▶ [Task prompt]: The reply must consist of one number: how many lines of the data include the word "into".

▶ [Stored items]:
= = = =

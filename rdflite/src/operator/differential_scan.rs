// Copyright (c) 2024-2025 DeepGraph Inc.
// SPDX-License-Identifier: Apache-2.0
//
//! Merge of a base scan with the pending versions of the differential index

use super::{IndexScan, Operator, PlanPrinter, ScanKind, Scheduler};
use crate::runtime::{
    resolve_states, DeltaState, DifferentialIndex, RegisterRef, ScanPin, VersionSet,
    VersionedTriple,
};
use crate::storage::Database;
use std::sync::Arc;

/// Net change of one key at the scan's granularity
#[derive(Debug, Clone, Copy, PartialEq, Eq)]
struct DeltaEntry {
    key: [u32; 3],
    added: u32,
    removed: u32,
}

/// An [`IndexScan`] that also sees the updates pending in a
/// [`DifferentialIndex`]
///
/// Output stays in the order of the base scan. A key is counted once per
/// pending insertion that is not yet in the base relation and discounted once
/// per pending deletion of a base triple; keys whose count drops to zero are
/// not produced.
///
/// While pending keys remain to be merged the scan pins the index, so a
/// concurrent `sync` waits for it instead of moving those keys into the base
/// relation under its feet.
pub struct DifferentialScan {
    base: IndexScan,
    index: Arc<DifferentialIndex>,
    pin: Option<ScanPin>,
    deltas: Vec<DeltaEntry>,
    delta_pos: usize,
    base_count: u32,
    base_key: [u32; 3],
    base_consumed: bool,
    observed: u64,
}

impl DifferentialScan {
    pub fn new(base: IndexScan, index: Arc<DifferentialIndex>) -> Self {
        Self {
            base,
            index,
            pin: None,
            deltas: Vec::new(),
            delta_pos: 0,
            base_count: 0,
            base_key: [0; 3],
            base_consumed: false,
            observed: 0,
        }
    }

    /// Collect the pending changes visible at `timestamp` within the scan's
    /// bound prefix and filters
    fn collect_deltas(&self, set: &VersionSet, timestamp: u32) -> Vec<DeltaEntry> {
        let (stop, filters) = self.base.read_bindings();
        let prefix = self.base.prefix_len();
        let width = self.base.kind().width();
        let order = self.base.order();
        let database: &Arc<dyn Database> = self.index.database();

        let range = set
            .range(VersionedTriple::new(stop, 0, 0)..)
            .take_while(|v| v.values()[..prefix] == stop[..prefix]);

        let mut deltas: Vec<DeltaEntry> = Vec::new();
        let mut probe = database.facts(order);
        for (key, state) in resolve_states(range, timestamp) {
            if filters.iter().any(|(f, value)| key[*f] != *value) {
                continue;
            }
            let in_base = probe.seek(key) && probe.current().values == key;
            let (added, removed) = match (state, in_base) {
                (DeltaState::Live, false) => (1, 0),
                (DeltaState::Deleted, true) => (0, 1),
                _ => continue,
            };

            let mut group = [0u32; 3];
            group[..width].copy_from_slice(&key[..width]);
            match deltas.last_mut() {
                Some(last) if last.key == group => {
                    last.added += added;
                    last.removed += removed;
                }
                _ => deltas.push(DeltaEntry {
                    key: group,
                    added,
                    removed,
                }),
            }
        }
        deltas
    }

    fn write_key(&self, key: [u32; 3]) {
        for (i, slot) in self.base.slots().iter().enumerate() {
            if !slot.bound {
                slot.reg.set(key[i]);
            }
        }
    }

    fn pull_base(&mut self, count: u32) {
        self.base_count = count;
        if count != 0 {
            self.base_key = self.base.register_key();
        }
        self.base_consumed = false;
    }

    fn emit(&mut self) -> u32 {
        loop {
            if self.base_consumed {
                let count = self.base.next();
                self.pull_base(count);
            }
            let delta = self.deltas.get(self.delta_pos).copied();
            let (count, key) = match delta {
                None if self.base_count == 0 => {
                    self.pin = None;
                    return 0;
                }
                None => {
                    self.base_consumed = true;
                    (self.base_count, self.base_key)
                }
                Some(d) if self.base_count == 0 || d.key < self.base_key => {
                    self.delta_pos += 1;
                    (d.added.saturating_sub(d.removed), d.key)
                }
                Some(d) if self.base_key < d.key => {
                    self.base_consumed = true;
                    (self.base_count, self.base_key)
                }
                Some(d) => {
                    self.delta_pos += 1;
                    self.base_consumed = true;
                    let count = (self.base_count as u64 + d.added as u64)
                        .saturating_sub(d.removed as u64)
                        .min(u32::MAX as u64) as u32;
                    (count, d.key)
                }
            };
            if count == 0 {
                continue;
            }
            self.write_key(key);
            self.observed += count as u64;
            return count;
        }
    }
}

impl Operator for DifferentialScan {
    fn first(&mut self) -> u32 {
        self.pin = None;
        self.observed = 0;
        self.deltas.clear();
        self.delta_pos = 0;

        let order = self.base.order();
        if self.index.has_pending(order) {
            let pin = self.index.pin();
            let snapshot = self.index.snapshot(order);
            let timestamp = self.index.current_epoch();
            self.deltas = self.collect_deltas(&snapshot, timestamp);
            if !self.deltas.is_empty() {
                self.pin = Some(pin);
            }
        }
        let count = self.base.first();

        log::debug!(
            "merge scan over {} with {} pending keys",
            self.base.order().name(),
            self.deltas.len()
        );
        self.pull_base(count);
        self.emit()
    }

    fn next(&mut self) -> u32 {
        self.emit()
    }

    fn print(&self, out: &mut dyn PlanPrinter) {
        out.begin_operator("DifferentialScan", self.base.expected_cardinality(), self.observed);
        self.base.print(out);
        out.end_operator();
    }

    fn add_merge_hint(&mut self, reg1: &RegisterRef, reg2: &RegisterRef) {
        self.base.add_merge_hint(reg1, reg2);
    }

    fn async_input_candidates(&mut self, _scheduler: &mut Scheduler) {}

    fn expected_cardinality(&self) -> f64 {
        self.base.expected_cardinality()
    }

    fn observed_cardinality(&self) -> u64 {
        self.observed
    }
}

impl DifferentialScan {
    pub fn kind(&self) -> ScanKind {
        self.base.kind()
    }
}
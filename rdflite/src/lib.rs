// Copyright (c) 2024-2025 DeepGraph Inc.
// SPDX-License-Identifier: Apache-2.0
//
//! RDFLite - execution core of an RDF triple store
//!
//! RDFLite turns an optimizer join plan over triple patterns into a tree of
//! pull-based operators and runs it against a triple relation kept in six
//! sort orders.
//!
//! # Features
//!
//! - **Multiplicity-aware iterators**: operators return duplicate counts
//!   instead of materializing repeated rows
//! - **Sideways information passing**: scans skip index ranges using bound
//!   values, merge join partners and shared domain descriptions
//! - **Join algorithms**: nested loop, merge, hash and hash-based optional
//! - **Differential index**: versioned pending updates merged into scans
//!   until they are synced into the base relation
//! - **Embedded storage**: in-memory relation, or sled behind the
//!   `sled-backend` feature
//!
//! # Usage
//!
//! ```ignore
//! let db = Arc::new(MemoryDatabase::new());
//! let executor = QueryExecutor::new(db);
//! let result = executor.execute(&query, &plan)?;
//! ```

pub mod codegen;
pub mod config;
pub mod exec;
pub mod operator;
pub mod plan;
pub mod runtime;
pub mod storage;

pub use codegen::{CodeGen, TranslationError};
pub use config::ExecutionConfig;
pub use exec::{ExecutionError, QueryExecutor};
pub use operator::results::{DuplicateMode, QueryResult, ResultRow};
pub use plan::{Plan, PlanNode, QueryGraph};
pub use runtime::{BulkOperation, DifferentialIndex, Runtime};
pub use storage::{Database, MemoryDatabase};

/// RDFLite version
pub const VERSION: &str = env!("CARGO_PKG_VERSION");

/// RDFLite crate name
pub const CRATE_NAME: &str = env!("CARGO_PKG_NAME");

= = = =

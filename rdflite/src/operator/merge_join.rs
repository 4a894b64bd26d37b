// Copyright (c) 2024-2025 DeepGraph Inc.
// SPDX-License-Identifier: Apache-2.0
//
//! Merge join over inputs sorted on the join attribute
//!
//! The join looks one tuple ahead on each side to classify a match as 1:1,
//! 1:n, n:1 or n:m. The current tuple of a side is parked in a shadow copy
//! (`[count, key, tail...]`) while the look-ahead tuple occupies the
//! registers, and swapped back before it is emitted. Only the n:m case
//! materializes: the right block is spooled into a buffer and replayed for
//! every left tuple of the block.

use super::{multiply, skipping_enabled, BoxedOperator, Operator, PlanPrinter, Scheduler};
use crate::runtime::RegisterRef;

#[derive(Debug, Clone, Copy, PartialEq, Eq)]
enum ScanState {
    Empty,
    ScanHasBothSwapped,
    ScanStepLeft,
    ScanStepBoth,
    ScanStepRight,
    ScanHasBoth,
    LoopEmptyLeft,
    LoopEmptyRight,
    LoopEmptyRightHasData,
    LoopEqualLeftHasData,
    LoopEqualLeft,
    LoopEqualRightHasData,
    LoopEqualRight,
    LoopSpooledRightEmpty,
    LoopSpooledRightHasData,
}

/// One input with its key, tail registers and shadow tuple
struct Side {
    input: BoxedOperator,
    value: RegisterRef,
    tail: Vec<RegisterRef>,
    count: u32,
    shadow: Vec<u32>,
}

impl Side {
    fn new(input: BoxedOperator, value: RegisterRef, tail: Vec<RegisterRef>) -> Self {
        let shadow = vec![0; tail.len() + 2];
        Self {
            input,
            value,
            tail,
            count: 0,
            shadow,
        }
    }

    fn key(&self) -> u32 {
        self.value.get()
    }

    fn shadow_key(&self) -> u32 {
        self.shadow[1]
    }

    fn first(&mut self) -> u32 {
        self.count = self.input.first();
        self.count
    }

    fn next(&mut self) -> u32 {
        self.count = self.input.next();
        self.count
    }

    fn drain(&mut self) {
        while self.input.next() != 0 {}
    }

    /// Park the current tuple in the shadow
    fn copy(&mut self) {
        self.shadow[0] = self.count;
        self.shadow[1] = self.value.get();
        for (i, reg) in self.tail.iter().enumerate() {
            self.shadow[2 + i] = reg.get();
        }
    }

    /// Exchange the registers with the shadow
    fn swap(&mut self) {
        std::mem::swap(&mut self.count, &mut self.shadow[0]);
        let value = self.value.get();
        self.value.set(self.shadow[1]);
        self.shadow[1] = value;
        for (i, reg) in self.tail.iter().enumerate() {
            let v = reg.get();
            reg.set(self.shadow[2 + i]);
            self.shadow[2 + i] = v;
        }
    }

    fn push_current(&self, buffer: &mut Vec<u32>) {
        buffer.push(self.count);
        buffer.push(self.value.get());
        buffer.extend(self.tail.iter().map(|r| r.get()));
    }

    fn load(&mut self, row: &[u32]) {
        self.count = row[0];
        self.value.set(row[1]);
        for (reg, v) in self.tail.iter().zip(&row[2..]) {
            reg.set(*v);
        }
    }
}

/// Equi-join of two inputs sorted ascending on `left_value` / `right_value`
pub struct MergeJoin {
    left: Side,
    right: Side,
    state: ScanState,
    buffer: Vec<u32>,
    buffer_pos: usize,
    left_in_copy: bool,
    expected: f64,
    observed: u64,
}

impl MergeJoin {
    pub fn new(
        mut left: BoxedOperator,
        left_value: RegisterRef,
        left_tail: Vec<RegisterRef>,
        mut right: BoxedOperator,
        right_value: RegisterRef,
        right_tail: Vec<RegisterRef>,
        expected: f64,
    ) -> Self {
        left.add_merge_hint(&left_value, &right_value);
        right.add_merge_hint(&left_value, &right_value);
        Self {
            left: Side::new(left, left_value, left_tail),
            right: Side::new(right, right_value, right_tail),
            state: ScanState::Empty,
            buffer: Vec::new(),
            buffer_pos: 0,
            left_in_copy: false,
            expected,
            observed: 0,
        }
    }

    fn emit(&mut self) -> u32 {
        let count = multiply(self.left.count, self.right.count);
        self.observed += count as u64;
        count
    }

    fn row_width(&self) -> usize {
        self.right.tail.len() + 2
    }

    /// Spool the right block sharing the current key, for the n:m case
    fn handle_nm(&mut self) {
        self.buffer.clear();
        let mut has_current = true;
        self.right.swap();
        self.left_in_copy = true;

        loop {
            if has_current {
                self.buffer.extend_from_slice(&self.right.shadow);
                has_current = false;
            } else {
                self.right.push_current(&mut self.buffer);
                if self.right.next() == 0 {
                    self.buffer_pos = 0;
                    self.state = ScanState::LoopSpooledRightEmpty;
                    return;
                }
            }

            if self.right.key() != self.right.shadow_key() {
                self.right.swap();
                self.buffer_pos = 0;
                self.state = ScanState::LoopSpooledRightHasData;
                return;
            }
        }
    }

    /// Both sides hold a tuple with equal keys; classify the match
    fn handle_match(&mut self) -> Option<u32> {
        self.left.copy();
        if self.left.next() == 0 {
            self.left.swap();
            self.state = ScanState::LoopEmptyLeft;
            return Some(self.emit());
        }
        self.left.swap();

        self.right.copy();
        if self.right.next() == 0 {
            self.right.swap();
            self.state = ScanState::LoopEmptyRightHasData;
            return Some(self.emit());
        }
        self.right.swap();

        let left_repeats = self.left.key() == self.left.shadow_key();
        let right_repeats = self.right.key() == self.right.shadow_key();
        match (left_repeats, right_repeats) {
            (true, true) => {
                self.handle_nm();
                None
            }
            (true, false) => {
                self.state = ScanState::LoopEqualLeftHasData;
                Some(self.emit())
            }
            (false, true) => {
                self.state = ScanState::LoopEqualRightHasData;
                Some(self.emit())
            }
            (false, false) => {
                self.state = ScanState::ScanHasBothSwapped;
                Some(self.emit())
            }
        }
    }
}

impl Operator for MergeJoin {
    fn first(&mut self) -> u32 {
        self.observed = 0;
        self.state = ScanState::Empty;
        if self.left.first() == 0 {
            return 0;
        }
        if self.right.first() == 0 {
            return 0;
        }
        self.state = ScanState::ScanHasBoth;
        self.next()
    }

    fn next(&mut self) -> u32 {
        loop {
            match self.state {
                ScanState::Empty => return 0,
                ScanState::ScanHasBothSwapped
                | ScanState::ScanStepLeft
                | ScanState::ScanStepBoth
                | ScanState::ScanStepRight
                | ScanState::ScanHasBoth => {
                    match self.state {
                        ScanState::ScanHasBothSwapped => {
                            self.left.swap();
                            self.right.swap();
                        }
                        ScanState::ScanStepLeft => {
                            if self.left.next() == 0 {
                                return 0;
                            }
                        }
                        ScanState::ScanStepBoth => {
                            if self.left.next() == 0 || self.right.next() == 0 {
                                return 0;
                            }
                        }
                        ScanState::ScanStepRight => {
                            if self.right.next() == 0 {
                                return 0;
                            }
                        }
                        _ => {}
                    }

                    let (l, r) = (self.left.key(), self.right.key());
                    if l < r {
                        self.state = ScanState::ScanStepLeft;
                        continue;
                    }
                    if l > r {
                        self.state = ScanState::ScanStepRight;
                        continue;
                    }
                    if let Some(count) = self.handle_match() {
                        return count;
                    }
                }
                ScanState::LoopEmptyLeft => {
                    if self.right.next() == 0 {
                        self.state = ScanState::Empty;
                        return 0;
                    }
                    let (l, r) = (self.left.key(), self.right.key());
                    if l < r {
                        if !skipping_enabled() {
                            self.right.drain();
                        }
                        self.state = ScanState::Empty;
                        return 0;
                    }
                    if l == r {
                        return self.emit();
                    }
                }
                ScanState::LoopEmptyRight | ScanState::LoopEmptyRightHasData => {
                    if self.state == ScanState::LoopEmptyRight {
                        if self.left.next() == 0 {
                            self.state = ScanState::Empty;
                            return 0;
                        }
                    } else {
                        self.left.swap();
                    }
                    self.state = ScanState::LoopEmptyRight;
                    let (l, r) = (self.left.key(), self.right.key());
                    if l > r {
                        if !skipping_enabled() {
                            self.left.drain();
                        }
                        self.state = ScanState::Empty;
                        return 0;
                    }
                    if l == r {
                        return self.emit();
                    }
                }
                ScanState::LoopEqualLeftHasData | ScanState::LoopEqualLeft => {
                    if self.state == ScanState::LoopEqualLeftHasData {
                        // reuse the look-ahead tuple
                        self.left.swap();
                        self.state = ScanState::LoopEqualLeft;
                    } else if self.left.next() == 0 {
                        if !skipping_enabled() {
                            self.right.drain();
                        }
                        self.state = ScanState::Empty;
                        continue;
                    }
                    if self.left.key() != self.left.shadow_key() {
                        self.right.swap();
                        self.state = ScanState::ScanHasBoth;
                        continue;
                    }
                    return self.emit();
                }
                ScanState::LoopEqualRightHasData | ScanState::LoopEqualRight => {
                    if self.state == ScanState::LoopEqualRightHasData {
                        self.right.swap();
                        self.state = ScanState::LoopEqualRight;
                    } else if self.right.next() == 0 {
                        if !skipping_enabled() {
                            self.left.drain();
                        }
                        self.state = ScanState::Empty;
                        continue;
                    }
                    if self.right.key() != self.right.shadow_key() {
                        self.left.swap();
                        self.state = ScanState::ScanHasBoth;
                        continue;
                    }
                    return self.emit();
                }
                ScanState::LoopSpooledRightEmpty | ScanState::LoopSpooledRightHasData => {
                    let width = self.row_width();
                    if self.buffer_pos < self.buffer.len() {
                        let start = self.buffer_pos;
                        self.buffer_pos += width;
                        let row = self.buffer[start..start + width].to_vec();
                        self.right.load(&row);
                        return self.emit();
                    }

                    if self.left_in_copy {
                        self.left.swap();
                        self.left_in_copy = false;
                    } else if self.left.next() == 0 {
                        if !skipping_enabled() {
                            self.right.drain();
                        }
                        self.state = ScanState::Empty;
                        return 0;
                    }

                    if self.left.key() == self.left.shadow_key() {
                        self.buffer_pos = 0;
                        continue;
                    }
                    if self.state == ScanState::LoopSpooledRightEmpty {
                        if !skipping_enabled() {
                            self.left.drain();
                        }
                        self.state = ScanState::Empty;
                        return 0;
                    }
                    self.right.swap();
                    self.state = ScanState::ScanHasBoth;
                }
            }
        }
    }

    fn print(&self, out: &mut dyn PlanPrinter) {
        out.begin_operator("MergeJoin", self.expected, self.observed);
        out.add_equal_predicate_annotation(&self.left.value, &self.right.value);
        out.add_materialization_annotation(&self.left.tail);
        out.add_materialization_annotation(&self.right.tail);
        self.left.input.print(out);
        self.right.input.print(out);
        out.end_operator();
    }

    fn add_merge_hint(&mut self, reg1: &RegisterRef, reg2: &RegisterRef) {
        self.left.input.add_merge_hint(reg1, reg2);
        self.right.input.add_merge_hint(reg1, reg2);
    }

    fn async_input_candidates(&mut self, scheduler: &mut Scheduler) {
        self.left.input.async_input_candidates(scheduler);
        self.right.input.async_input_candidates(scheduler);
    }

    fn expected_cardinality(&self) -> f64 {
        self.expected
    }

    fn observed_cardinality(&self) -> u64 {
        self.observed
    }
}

= = = =

▶ [Task output]: 5